• _Task description_
Which lines of the records contain "PlayableBuffer"? Collect every one of them.

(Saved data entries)
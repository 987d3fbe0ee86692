//! Output session setup and post-conversion gain.
//!
//! ## Initialization order
//! [`SessionPolicy::configure_session`] runs exactly once per player, on the player worker
//! thread, *before* the output engine is built. A companion capture component sharing the
//! platform audio session must be created after the player has been constructed so it sees
//! the routing chosen here.

use anyhow::Result;

use crate::config::{OutputProfile, PlayerConfig};
use crate::convert::PlayableBuffer;

/// Platform routing setup plus the single post-conversion hook.
pub trait SessionPolicy: Send {
    /// Short label for logs.
    fn name(&self) -> &'static str;

    /// Best-effort routing/category setup. Failure is logged, never fatal.
    fn configure_session(&self) -> Result<()> {
        Ok(())
    }

    /// Adjust a freshly converted buffer before it is enqueued.
    fn post_convert(&self, buffer: &mut PlayableBuffer);
}

/// Desktop output: no routing changes, no gain correction.
#[derive(Clone, Copy, Debug, Default)]
pub struct StandardOutput;

impl SessionPolicy for StandardOutput {
    fn name(&self) -> &'static str {
        "standard"
    }

    fn post_convert(&self, _buffer: &mut PlayableBuffer) {}
}

/// Output on platforms that boost voice playback on their own; attenuates every sample.
#[derive(Clone, Copy, Debug)]
pub struct ConstrainedOutput {
    gain: f32,
}

impl ConstrainedOutput {
    pub fn new(gain: f32) -> Self {
        Self { gain }
    }

    pub fn gain(&self) -> f32 {
        self.gain
    }
}

impl SessionPolicy for ConstrainedOutput {
    fn name(&self) -> &'static str {
        "constrained"
    }

    fn configure_session(&self) -> Result<()> {
        // cpal exposes no session category API; routing stays with the host default.
        tracing::debug!(gain = self.gain, "constrained output session: using host routing");
        Ok(())
    }

    fn post_convert(&self, buffer: &mut PlayableBuffer) {
        buffer.scale(self.gain);
    }
}

/// Policy for the configured (or target-resolved) output profile.
pub fn policy_for(config: &PlayerConfig) -> Box<dyn SessionPolicy> {
    match config.output_profile.resolve() {
        OutputProfile::Constrained => Box::new(ConstrainedOutput::new(config.constrained_gain)),
        _ => Box::new(StandardOutput),
    }
}

/// Run `configure_session`, logging instead of failing.
pub(crate) fn apply_session(policy: &dyn SessionPolicy) {
    match policy.configure_session() {
        Ok(()) => tracing::info!(policy = policy.name(), "output session configured"),
        Err(e) => tracing::warn!(policy = policy.name(), "output session setup failed: {e:#}"),
    }
}

#[cfg(test)]
mod tests {
    use super::*;

    struct FailingSession;

    impl SessionPolicy for FailingSession {
        fn name(&self) -> &'static str {
            "failing"
        }

        fn configure_session(&self) -> Result<()> {
            Err(anyhow::anyhow!("category rejected"))
        }

        fn post_convert(&self, _buffer: &mut PlayableBuffer) {}
    }

    #[test]
    fn standard_output_leaves_samples_untouched() {
        let mut buf = PlayableBuffer::new(24_000, vec![0.5, -0.5]);
        StandardOutput.post_convert(&mut buf);
        assert_eq!(buf.samples(), &[0.5, -0.5]);
    }

    #[test]
    fn constrained_output_attenuates() {
        let mut buf = PlayableBuffer::new(24_000, vec![0.5, -1.0]);
        ConstrainedOutput::new(0.5).post_convert(&mut buf);
        assert_eq!(buf.samples(), &[0.25, -0.5]);
    }

    #[test]
    fn policy_for_follows_profile() {
        let cfg = PlayerConfig {
            output_profile: OutputProfile::Constrained,
            constrained_gain: 0.25,
            ..PlayerConfig::default()
        };
        assert_eq!(policy_for(&cfg).name(), "constrained");

        let cfg = PlayerConfig {
            output_profile: OutputProfile::Standard,
            ..PlayerConfig::default()
        };
        assert_eq!(policy_for(&cfg).name(), "standard");
    }

    #[test]
    fn apply_session_swallows_failures() {
        apply_session(&FailingSession);
    }
}
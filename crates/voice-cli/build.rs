use std::env;
use std::process::Command;

use time::OffsetDateTime;
use time::format_description::well_known::Rfc3339;

fn main() {
    println!("cargo:rerun-if-env-changed=SOURCE_DATE_EPOCH");
    println!("cargo:rerun-if-changed=../../.git/HEAD");

    let git_sha = Command::new("git")
        .args(["rev-parse", "--short", "HEAD"])
        .output()
        .ok()
        .filter(|out| out.status.success())
        .and_then(|out| String::from_utf8(out.stdout).ok())
        .map(|s| s.trim().to_string())
        .filter(|s| !s.is_empty())
        .unwrap_or_else(|| "unknown".to_string());

    let build_date = env::var("SOURCE_DATE_EPOCH")
        .ok()
        .and_then(|v| v.parse::<i64>().ok())
        .and_then(|secs| OffsetDateTime::from_unix_timestamp(secs).ok())
        .unwrap_or_else(OffsetDateTime::now_utc)
        .format(&Rfc3339)
        .unwrap_or_else(|_| "unknown-date".to_string());

    println!("cargo:rustc-env=GIT_SHA={git_sha}");
    println!("cargo:rustc-env=BUILD_DATE={build_date}");
}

• _Answer to the exercise_
use crate::convert::PlayableBuffer;
    fn post_convert(&self, buffer: &mut PlayableBuffer);
    fn post_convert(&self, _buffer: &mut PlayableBuffer) {}
    fn post_convert(&self, buffer: &mut PlayableBuffer) {
        fn post_convert(&self, _buffer: &mut PlayableBuffer) {}
        let mut buf = PlayableBuffer::new(24_000, vec![0.5, -0.5]);
        let mut buf = PlayableBuffer::new(24_000, vec![0.5, -1.0]);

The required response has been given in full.